Testimony of Michael Brunner clearly establishes that the individual debtors, Alexander Charles Wallace and Eugene Stutzman, as management of the corporate debtor, secreted a substantial amount of corporate assets immediately preceding the corporation's cessation of operations in June/July 1993. Some of those assets, secreted and transferred by corporate management, were located in a storage facilities leased by an individual purporting to be Gregory Barca and an individual purporting to be Eugene Stutzman. These assets, as confirmed by the report submitted by the appraiser employed by the Chapter 7 corporate trustee, Larry S. Hyman, included 150 or more dresses manufactured by the corporation, as well as dress materials, fabrications, sewing machines and the like. Alexander Charles Wallace posing as Gregory Barca entered into a lease for a storage facility and paid rent on the storage facility until April 1994, which was subsequent to filing of the Chapter 7 petitions by both the corporation and the individual debtors. The corporate Chapter 7 trustee testified that debtor's management, Alexander Charles Wallace and Eugene Stutzman, had been afforded every opportunity at their Section 341 creditors meetings to disclose the transfer and/or secreting of corporate assets and had failed to do so. The statement of financial affairs and schedules, as filed by the corporate debtor, executed by Eugene Stutzman as president of corporate debtor, failed to disclose or to detail the transfer of any corporate assets prior to the corporate Chapter 7 filing in February 1994. The corporate debtor's statement of financial affairs and schedules did not disclose any of the inventory of dresses, materials and equipment which were discovered in the storage facility in Sarasota, Florida.

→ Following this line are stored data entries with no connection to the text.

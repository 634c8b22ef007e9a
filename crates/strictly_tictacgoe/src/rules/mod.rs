//! Game rules for N x N tic-tac-toe.
//!
//! Pure functions over a [`Board`](crate::Board). Rules are kept apart from
//! board storage so the session and the invariants can share them.

pub mod draw;
pub mod win;

pub use draw::is_full;
pub use win::{find_winner, line_score, winner_from_score};
//! Application state and logic.

use strictly_tictacgoe::{Action, Game, GameStatus};
use tracing::{debug, warn};

/// Main application state.
pub struct App {
    game: Game,
    status_message: String,
}

impl App {
    /// Creates a new application around a fresh game.
    pub fn new(game: Game) -> Self {
        let mut app = Self {
            game,
            status_message: String::new(),
        };
        app.refresh_status();
        app
    }

    /// Gets the current game.
    pub fn game(&self) -> &Game {
        &self.game
    }

    /// Gets the current status message.
    pub fn status_message(&self) -> &str {
        &self.status_message
    }

    /// True once the game has reached a terminal status.
    pub fn is_finished(&self) -> bool {
        self.game.status().is_terminal()
    }

    /// Applies one decoded action to the game.
    pub fn handle_action(&mut self, action: Action) -> GameStatus {
        debug!(?action, "Handling action");
        let status = self.game.apply(action);
        self.refresh_status();
        status
    }

    /// Records a failed key read. The game keeps waiting for input.
    pub fn report_input_error(&mut self, error: &std::io::Error) {
        warn!(error = %error, "Error reading key press");
        self.status_message = format!("Error reading key press: {}", error);
    }

    fn refresh_status(&mut self) {
        self.status_message = match self.game.status() {
            GameStatus::Playing => format!("Player {} to move", self.game.state().turn()),
            GameStatus::Won(mark) => format!("Player {} wins!", mark),
            GameStatus::Draw => "Game is tied!".to_string(),
            GameStatus::Aborted => "Game aborted".to_string(),
        };
    }
}
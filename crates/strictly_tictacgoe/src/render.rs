//! Plain-text rendering of the board.
//!
//! Each cell is three characters wide: `[x]` under the cursor, ` x `
//! elsewhere. Cells are joined by `|` and rows by a line of dashes.

use crate::game::GameStatus;
use crate::state::GameState;
use crate::types::Cell;

/// Key help shown above the board.
pub const INSTRUCTIONS: &str = "Arrow: move cursor, Space: make move, ESC: exit";

/// Text for one cell.
pub fn cell_text(cell: Cell, selected: bool) -> String {
    if selected {
        format!("[{}]", cell)
    } else {
        format!(" {} ", cell)
    }
}

/// Horizontal divider between rows of a `size`-wide board.
pub fn divider(size: usize) -> String {
    "-".repeat(size * 4 - 1)
}

/// Renders row `row` of the board, bracketing the cursor cell.
pub fn render_row(state: &GameState, row: usize) -> String {
    let cursor = state.cursor();
    state
        .board()
        .row(row)
        .iter()
        .enumerate()
        .map(|(col, cell)| cell_text(*cell, cursor.row == row && cursor.col == col))
        .collect::<Vec<_>>()
        .join("|")
}

/// Renders the whole board, one text line per entry.
pub fn render_lines(state: &GameState) -> Vec<String> {
    let size = state.size();
    let mut lines = Vec::with_capacity(size * 2);
    for row in 0..size {
        lines.push(render_row(state, row));
        if row + 1 != size {
            lines.push(divider(size));
        }
    }
    lines
}

/// Renders the whole board as a single string.
pub fn render_board(state: &GameState) -> String {
    render_lines(state).join("\n")
}

/// Message printed when the game ends, if the status calls for one.
pub fn outcome_message(status: GameStatus) -> Option<String> {
    match status {
        GameStatus::Won(mark) => Some(format!("We have a winner! {} wins!", mark)),
        GameStatus::Draw => Some("Game is tied! nobody wins!".to_string()),
        GameStatus::Playing | GameStatus::Aborted => None,
    }
}
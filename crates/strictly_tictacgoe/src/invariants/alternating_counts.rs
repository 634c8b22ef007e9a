//! Alternating turn invariant: player A moves first, then turns alternate.

use super::Invariant;
use crate::{GameState, Mark};

/// Invariant: player A has placed as many marks as player B, or one more.
pub struct AlternatingCountsInvariant;

impl Invariant<GameState> for AlternatingCountsInvariant {
    fn holds(state: &GameState) -> bool {
        let a = state.board().count(Mark::PlayerA);
        let b = state.board().count(Mark::PlayerB);
        a == b || a == b + 1
    }

    fn description() -> &'static str {
        "Players alternate turns (A, B, A, B, ...)"
    }
}
//! Stateless UI rendering for the board.

use ratatui::{
    Frame,
    layout::{Alignment, Constraint, Direction, Layout},
    style::{Color, Modifier, Style},
    text::{Line, Span},
    widgets::{Block, Borders, Paragraph},
};
use strictly_tictacgoe::render::{INSTRUCTIONS, cell_text, divider};
use strictly_tictacgoe::{Cell, GameState};

use crate::app::App;

/// Renders instructions, the board with cursor highlight, and the status line.
pub fn draw(frame: &mut Frame, app: &App) {
    let area = frame.area();

    let chunks = Layout::default()
        .direction(Direction::Vertical)
        .constraints([
            Constraint::Length(1), // Instructions
            Constraint::Min(1), // Board
            Constraint::Length(3), // Status
        ])
        .split(area);

    let help = Paragraph::new(INSTRUCTIONS).style(Style::default().fg(Color::Cyan));
    frame.render_widget(help, chunks[0]);

    let board = Paragraph::new(board_lines(app.game().state()));
    frame.render_widget(board, chunks[1]);

    let status = Paragraph::new(app.status_message())
        .style(Style::default().fg(Color::Yellow))
        .alignment(Alignment::Center)
        .block(Block::default().borders(Borders::ALL));
    frame.render_widget(status, chunks[2]);
}

/// Builds styled lines for the board, mirroring the plain-text layout.
fn board_lines(state: &GameState) -> Vec<Line<'static>> {
    let size = state.size();
    let cursor = state.cursor();
    let separator = Style::default().fg(Color::DarkGray);
    let mut lines = Vec::with_capacity(size * 2);

    for (row, cells) in state.board().rows().enumerate() {
        let mut spans = Vec::with_capacity(size * 2);
        for (col, cell) in cells.iter().enumerate() {
            let selected = cursor.row == row && cursor.col == col;
            spans.push(Span::styled(cell_text(*cell, selected), cell_style(*cell, selected)));
            if col + 1 != size {
                spans.push(Span::styled("|", separator));
            }
        }
        lines.push(Line::from(spans));

        if row + 1 != size {
            lines.push(Line::from(Span::styled(divider(size), separator)));
        }
    }

    lines
}

fn cell_style(cell: Cell, selected: bool) -> Style {
    let base = match cell {
        Cell::Empty => Style::default(),
        Cell::PlayerA => Style::default().fg(Color::Blue).add_modifier(Modifier::BOLD),
        Cell::PlayerB => Style::default().fg(Color::Red).add_modifier(Modifier::BOLD),
    };

    if selected {
        base.add_modifier(Modifier::REVERSED)
    } else {
        base
    }
}
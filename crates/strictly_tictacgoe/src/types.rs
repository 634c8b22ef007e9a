//! Core domain types for N x N tic-tac-toe.

use crate::error::GameError;
use serde::{Deserialize, Serialize};
use tracing::instrument;

/// One of the two marks a player can place.
#[derive(Debug, Clone, Copy, PartialEq, Eq, Hash, Serialize, Deserialize)]
pub enum Mark {
    /// First player, shown as `x`.
    PlayerA,
    /// Second player, shown as `o`.
    PlayerB,
}

impl Mark {
    /// Display symbol for this mark.
    pub fn symbol(self) -> char {
        match self {
            Mark::PlayerA => 'x',
            Mark::PlayerB => 'o',
        }
    }
}

impl std::fmt::Display for Mark {
    fn fmt(&self, f: &mut std::fmt::Formatter<'_>) -> std::fmt::Result {
        write!(f, "{}", self.symbol())
    }
}

/// A cell on the board.
///
/// The discriminant is the cell's score: a line owned entirely by one
/// player sums to `-len` or `+len`, which is what win detection relies on.
#[derive(Debug, Clone, Copy, PartialEq, Eq, Hash, Default, Serialize, Deserialize)]
#[repr(i8)]
pub enum Cell {
    /// Occupied by [`Mark::PlayerA`].
    PlayerA = -1,
    /// Unoccupied.
    #[default]
    Empty = 0,
    /// Occupied by [`Mark::PlayerB`].
    PlayerB = 1,
}

impl Cell {
    /// Signed score of this cell (`-1`, `0` or `+1`).
    pub fn score(self) -> isize {
        isize::from(self as i8)
    }

    /// The mark occupying this cell, if any.
    pub fn mark(self) -> Option<Mark> {
        match self {
            Cell::PlayerA => Some(Mark::PlayerA),
            Cell::Empty => None,
            Cell::PlayerB => Some(Mark::PlayerB),
        }
    }

    /// Checks if the cell is unoccupied.
    pub fn is_empty(self) -> bool {
        self == Cell::Empty
    }

    /// Display symbol (`x`, `o`, or a space).
    pub fn symbol(self) -> char {
        self.mark().map_or(' ', Mark::symbol)
    }
}

impl From<Mark> for Cell {
    fn from(mark: Mark) -> Self {
        match mark {
            Mark::PlayerA => Cell::PlayerA,
            Mark::PlayerB => Cell::PlayerB,
        }
    }
}

impl std::fmt::Display for Cell {
    fn fmt(&self, f: &mut std::fmt::Formatter<'_>) -> std::fmt::Result {
        write!(f, "{}", self.symbol())
    }
}

/// Largest supported grid size.
pub const MAX_SIZE: usize = 1000;

/// Square `n x n` board stored in row-major order.
///
/// Deserialized boards go through the same size checks as [`Board::new`].
#[derive(Debug, Clone, PartialEq, Eq, Serialize, Deserialize)]
#[serde(try_from = "RawBoard")]
pub struct Board {
    size: usize,
    cells: Vec<Cell>,
}

/// Unchecked wire form of a [`Board`].
#[derive(Deserialize)]
struct RawBoard {
    size: usize,
    cells: Vec<Cell>,
}

impl TryFrom<RawBoard> for Board {
    type Error = GameError;

    fn try_from(raw: RawBoard) -> Result<Self, Self::Error> {
        Board::check_size(raw.size)?;
        if raw.cells.len() != raw.size * raw.size {
            return Err(GameError::invalid_configuration(format!(
                "board of size {} needs {} cells, got {}",
                raw.size,
                raw.size * raw.size,
                raw.cells.len()
            )));
        }
        Ok(Self {
            size: raw.size,
            cells: raw.cells,
        })
    }
}

impl Board {
    /// Creates an empty board with `size` rows and columns.
    ///
    /// Fails with an invalid-configuration error when `size` is zero or
    /// larger than [`MAX_SIZE`].
    #[instrument]
    pub fn new(size: usize) -> Result<Self, GameError> {
        Self::check_size(size)?;
        Ok(Self {
            size,
            cells: vec![Cell::Empty; size * size],
        })
    }

    fn check_size(size: usize) -> Result<(), GameError> {
        if size == 0 {
            return Err(GameError::invalid_configuration(
                "grid size must be at least 1",
            ));
        }
        if size > MAX_SIZE {
            return Err(GameError::invalid_configuration(format!(
                "grid size {} exceeds the maximum of {}",
                size, MAX_SIZE
            )));
        }
        Ok(())
    }

    /// Builds a board from explicit rows.
    ///
    /// Rows must be non-empty and square.
    #[instrument(skip(rows))]
    pub fn from_rows<R: AsRef<[Cell]>>(rows: &[R]) -> Result<Self, GameError> {
        let size = rows.len();
        let mut board = Self::new(size)?;
        for (row, cells) in rows.iter().enumerate() {
            let cells = cells.as_ref();
            if cells.len() != size {
                return Err(GameError::invalid_configuration(format!(
                    "row {} has {} cells, expected {}",
                    row,
                    cells.len(),
                    size
                )));
            }
            board.cells[row * size..(row + 1) * size].copy_from_slice(cells);
        }
        Ok(board)
    }

    /// Number of rows (and columns).
    pub fn size(&self) -> usize {
        self.size
    }

    /// Gets the cell at `(row, col)`.
    pub fn get(&self, row: usize, col: usize) -> Option<Cell> {
        if row >= self.size || col >= self.size {
            return None;
        }
        self.cells.get(row * self.size + col).copied()
    }

    /// Places `mark` at `(row, col)` if that cell is empty.
    ///
    /// Returns `false` (and changes nothing) when the cell is occupied or
    /// out of bounds.
    pub fn place(&mut self, row: usize, col: usize, mark: Mark) -> bool {
        if row >= self.size || col >= self.size {
            return false;
        }
        let cell = &mut self.cells[row * self.size + col];
        if !cell.is_empty() {
            return false;
        }
        *cell = mark.into();
        true
    }

    /// All cells in row-major order.
    pub fn cells(&self) -> &[Cell] {
        &self.cells
    }

    /// Cells of row `row`.
    pub fn row(&self, row: usize) -> &[Cell] {
        &self.cells[row * self.size..(row + 1) * self.size]
    }

    /// Iterates over rows.
    pub fn rows(&self) -> impl Iterator<Item = &[Cell]> {
        self.cells.chunks(self.size)
    }

    /// Cells of column `col`, top to bottom.
    pub fn column(&self, col: usize) -> impl Iterator<Item = Cell> + '_ {
        self.cells.iter().skip(col).step_by(self.size).copied()
    }

    /// Cells of the main diagonal, top-left to bottom-right.
    pub fn main_diagonal(&self) -> impl Iterator<Item = Cell> + '_ {
        (0..self.size).map(move |i| self.cells[i * self.size + i])
    }

    /// Number of cells holding `mark`.
    pub fn count(&self, mark: Mark) -> usize {
        let cell = Cell::from(mark);
        self.cells.iter().filter(|c| **c == cell).count()
    }

    /// Number of occupied cells.
    pub fn occupied(&self) -> usize {
        self.cells.iter().filter(|c| !c.is_empty()).count()
    }

    #[cfg(test)]
    pub(crate) fn cells_mut(&mut self) -> &mut [Cell] {
        &mut self.cells
    }
}
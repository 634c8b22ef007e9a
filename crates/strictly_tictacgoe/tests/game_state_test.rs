//! Tests for cursor movement, placement and turn order.

use strictly_tictacgoe::{Cell, Cursor, Direction, GameState, Mark, current_turn_mark};

#[test]
fn test_create_yields_empty_board() {
    for size in 1..=9 {
        let state = GameState::new(size).unwrap();
        assert_eq!(state.counter(), 0);
        assert_eq!(state.size(), size);
        assert!(state.board().cells().iter().all(|c| *c == Cell::Empty));
        assert!(!state.is_full());
    }
}

#[test]
fn test_cursor_never_leaves_board() {
    let mut state = GameState::new(4).unwrap();
    for _ in 0..20 {
        state.move_cursor(Direction::Left);
        state.move_cursor(Direction::Up);
    }
    assert_eq!(state.cursor(), Cursor::new(0, 0));

    for _ in 0..20 {
        state.move_cursor(Direction::Right);
        state.move_cursor(Direction::Down);
        let cursor = state.cursor();
        assert!(cursor.row < 4 && cursor.col < 4);
    }
    assert_eq!(state.cursor(), Cursor::new(3, 3));
}

#[test]
fn test_placement_increments_counter_once() {
    let mut state = GameState::new(3).unwrap();
    assert!(state.place_mark());
    assert_eq!(state.counter(), 1);
    assert_eq!(state.board().get(0, 0), Some(Cell::PlayerA));

    // Second attempt on the same cell changes nothing.
    let snapshot = state.clone();
    assert!(!state.place_mark());
    assert_eq!(state, snapshot);
}

#[test]
fn test_turns_alternate_starting_with_a() {
    let mut state = GameState::new(3).unwrap();
    let mut placed = Vec::new();
    for row in 0..3 {
        for col in 0..3 {
            while state.cursor().col < col {
                state.move_cursor(Direction::Right);
            }
            while state.cursor().col > col {
                state.move_cursor(Direction::Left);
            }
            while state.cursor().row < row {
                state.move_cursor(Direction::Down);
            }
            let expected = current_turn_mark(state.counter());
            assert!(state.place_mark());
            placed.push(state.cell_at_cursor());
            assert_eq!(state.cell_at_cursor(), Cell::from(expected));
        }
    }

    for (i, cell) in placed.iter().enumerate() {
        let expected = if i % 2 == 0 { Cell::PlayerA } else { Cell::PlayerB };
        assert_eq!(*cell, expected);
    }
    assert!(state.is_full());
    assert_eq!(state.turn(), Mark::PlayerB);
}

#[test]
fn test_snapshot_serializes() {
    let mut state = GameState::new(2).unwrap();
    state.place_mark();
    state.move_cursor(Direction::Down);

    let json = serde_json::to_value(&state).unwrap();
    assert_eq!(json["counter"], 1);
    assert_eq!(json["cursor"]["row"], 1);
    assert_eq!(json["board"]["size"], 2);
    assert_eq!(json["board"]["cells"][0], "PlayerA");

    let restored: GameState = serde_json::from_value(json).unwrap();
    assert_eq!(restored, state);
}

#[test]
fn test_snapshot_with_short_board_is_rejected() {
    let json = serde_json::json!({
        "board": { "size": 3, "cells": ["Empty", "Empty"] },
        "cursor": { "row": 0, "col": 0 },
        "counter": 0
    });
    assert!(serde_json::from_value::<GameState>(json).is_err());
}

#[test]
fn test_snapshot_with_cursor_off_board_is_rejected() {
    let json = serde_json::json!({
        "board": { "size": 2, "cells": ["Empty", "Empty", "Empty", "Empty"] },
        "cursor": { "row": 5, "col": 0 },
        "counter": 0
    });
    assert!(serde_json::from_value::<GameState>(json).is_err());
}

#[test]
fn test_snapshot_with_stale_counter_is_rejected() {
    let json = serde_json::json!({
        "board": { "size": 2, "cells": ["PlayerA", "Empty", "Empty", "Empty"] },
        "cursor": { "row": 0, "col": 0 },
        "counter": 0
    });
    assert!(serde_json::from_value::<GameState>(json).is_err());
}
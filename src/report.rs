use std::fmt::Write;

use crate::models::DashboardData;

pub fn build_report(data: &DashboardData) -> String {
    let mut output = String::new();

    let _ = writeln!(output, "# Recruitment Funnel Report");
    let _ = writeln!(
        output,
        "Window {} to {} ({} scheduled leads in scope)",
        data.start, data.end, data.kpis.total_scheduled
    );
    let _ = writeln!(output);
    let _ = writeln!(output, "## Funnel");

    for stage in &data.funnel {
        let _ = writeln!(output, "- {}: {}", stage.stage, stage.count);
    }
    let _ = writeln!(
        output,
        "- Scheduling rate {:.1}% of conversations, closure rate {:.1}% of scheduled",
        data.kpis.scheduling_rate, data.kpis.closure_rate
    );
    let _ = writeln!(
        output,
        "- Average days to close: {:.1}",
        data.kpis.avg_days_to_close
    );

    let _ = writeln!(output);
    let _ = writeln!(output, "## Weekly Evolution");

    if data.weekly.is_empty() {
        let _ = writeln!(output, "No activity recorded for this window.");
    } else {
        let _ = writeln!(output, "| Week of | Conversations | Scheduled | Hired |");
        let _ = writeln!(output, "| --- | --- | --- | --- |");
        for bucket in &data.weekly {
            let _ = writeln!(
                output,
                "| {} | {} | {} | {} |",
                bucket.week_start, bucket.active_conversations, bucket.scheduled, bucket.hired
            );
        }
    }

    let _ = writeln!(output);
    let _ = writeln!(output, "## Closure Rate by Channel");

    if data.channels.is_empty() {
        let _ = writeln!(output, "No channels recorded for this window.");
    } else {
        for channel in &data.channels {
            let _ = writeln!(
                output,
                "- {}: {:.1}% ({}/{})",
                channel.channel, channel.closure_rate, channel.hired, channel.total
            );
        }
    }

    let _ = writeln!(output);
    let _ = writeln!(output, "## Volume by Channel");

    if data.channel_volume.is_empty() {
        let _ = writeln!(output, "No channels recorded for this window.");
    } else {
        for volume in &data.channel_volume {
            let _ = writeln!(
                output,
                "- {}: {} scheduled, {} withdrawn",
                volume.channel, volume.scheduled, volume.withdrawn
            );
        }
    }

    let _ = writeln!(output);
    let _ = writeln!(output, "## Gender Distribution");

    if data.genders.is_empty() {
        let _ = writeln!(output, "No leads in scope.");
    } else {
        for slice in &data.genders {
            let _ = writeln!(output, "- {}: {}", slice.gender, slice.count);
        }
    }

    let _ = writeln!(output);
    let _ = writeln!(output, "## Closure by Employment Status");

    if data.statuses.is_empty() {
        let _ = writeln!(output, "No leads in scope.");
    } else {
        for status in &data.statuses {
            let _ = writeln!(
                output,
                "- {}: {} leads, {} hired ({:.1}%)",
                status.status, status.total, status.hired, status.hired_share
            );
        }
    }

    let _ = writeln!(output);
    let _ = writeln!(output, "## Withdrawal Reasons");

    if data.withdrawal_reasons.is_empty() {
        let _ = writeln!(output, "No withdrawal reasons recorded.");
    } else {
        for reason in &data.withdrawal_reasons {
            let _ = writeln!(output, "- {}: {}", reason.reason, reason.count);
        }
    }

    let mut recent = data.pipeline.clone();
    recent.sort_by(|a, b| b.schedule_date.cmp(&a.schedule_date));
    let _ = writeln!(output);
    let _ = writeln!(output, "## Most Recent Scheduled Leads");

    if recent.is_empty() {
        let _ = writeln!(output, "No leads in scope.");
    } else {
        for record in recent.iter().take(5) {
            let scheduled = record
                .schedule_date
                .map(|date| date.to_string())
                .unwrap_or_else(|| "undated".to_string());
            let outcome = if record.hired { "hired" } else { "open" };
            let _ = writeln!(
                output,
                "- {} ({}, {}) scheduled {}, {}",
                record.user, record.contact_channel, record.status, scheduled, outcome
            );
        }
    }

    output
}

#[cfg(test)]
mod tests {
    use super::*;
    use crate::models::{FunnelStage, KpiSummary};

    fn empty_data() -> DashboardData {
        let kpis = KpiSummary {
            total_conversations: 0,
            total_scheduled: 0,
            total_hired: 0,
            avg_days_to_close: 0.0,
            scheduling_rate: 0.0,
            closure_rate: 0.0,
        };
        DashboardData {
            start: chrono::NaiveDate::from_ymd_opt(2025, 1, 1).unwrap(),
            end: chrono::NaiveDate::from_ymd_opt(2025, 1, 31).unwrap(),
            funnel: vec![FunnelStage { stage: "Conversations", count: 0 }],
            kpis,
            daily: Vec::new(),
            daily_conversations: Vec::new(),
            daily_scheduled: Vec::new(),
            daily_hires: Vec::new(),
            weekly: Vec::new(),
            channels: Vec::new(),
            genders: Vec::new(),
            statuses: Vec::new(),
            channel_volume: Vec::new(),
            withdrawal_reasons: Vec::new(),
            pipeline: Vec::new(),
        }
    }

    #[test]
    fn empty_windows_still_render_every_section() {
        let report = build_report(&empty_data());
        for heading in [
            "## Funnel",
            "## Weekly Evolution",
            "## Closure Rate by Channel",
            "## Gender Distribution",
            "## Withdrawal Reasons",
            "## Most Recent Scheduled Leads",
        ] {
            assert!(report.contains(heading), "missing {heading}");
        }
        assert!(report.contains("No activity recorded for this window."));
    }
}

2. Alexander Charles Wallace.

The testimony presented by numerous witnesses and documentary evidence clearly established a pattern of undisclosed and fraudulent transfers of assets, both during the one year immediately preceding his Chapter 7 filing and continuing thereafter. The testimony of Gregory Barca, a former friend of debtor, Alexander Charles Wallace, clearly established that Gregory Barca had not authorized debtor, Alexander Charles Wallace, to utilize his name and/or identity for the purposes of purchasing assets, including automobiles in the State of Florida, either in partnership or on his own behalf. Certified copies of automobile records from the Florida Department of Motor Vehicles, Tallahassee, Florida, evidenced that six or more motor vehicles had been acquired and/or titled and/or transferred in the name of Gregory Barca during the period from March 15, 1993, continuing through to June 1994. Testimony of Gregory Barca clearly established that he had not participated or authorized any of these purchases, sales and transfer transactions involving these automobiles. Testimony of Donald Winter and Rodney Desberg clearly evidence that debtor, Alexander Charles Wallace, had held himself out as one Gregory Barca for the purposes of selling and transferring at least one or more motor vehicles during March 1994, specifically a 1967 four-door Jaguar automobile. All *923 of these transactions were effected for the purpose of hiding, secreting, and concealing these assets from creditors and the trustee.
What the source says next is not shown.